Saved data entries
+ + +

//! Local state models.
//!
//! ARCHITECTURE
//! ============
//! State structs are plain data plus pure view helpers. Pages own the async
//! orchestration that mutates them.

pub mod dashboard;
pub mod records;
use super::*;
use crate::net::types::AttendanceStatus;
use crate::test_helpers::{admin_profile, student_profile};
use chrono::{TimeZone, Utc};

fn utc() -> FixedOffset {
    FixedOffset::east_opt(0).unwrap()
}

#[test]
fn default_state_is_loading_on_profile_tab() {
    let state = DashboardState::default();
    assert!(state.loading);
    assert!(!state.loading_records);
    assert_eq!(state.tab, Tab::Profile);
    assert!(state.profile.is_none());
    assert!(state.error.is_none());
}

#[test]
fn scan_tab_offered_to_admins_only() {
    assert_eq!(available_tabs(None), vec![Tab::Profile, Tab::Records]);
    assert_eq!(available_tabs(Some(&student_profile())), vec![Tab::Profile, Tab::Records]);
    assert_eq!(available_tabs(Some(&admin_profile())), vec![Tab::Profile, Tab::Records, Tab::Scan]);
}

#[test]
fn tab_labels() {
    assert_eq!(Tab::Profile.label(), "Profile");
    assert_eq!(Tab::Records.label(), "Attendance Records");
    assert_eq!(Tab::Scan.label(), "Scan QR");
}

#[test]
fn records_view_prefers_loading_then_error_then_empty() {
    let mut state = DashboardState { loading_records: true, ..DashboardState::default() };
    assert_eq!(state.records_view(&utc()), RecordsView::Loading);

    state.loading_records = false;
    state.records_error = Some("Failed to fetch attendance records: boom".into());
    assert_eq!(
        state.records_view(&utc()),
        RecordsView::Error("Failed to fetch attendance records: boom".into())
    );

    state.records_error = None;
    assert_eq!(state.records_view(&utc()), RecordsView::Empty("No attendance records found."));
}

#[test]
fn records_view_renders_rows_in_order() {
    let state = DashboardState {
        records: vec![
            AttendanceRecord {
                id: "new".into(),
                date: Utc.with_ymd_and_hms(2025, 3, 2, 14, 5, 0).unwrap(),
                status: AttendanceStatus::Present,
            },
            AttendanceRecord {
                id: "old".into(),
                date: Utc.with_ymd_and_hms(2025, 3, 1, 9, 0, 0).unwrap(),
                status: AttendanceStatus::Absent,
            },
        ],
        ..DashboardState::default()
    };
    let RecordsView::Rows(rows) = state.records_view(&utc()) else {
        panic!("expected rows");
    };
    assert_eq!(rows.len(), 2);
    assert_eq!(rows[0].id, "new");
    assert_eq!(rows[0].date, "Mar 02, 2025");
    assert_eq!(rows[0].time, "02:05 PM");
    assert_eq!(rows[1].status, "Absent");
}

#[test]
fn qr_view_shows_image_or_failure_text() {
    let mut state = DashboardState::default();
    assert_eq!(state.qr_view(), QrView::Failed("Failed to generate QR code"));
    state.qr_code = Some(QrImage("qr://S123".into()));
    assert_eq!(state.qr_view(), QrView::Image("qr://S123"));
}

+ + +

PROBLEM STATEMENT:
Look above and repeat, character for character, the lines from the first one to the line with "use super::*;", counting both.

EXERCISE OUTPUT:
//! Local state models.
//!
//! ARCHITECTURE
//! ============
//! State structs are plain data plus pure view helpers. Pages own the async
//! orchestration that mutates them.

pub mod dashboard;
pub mod records;
use super::*;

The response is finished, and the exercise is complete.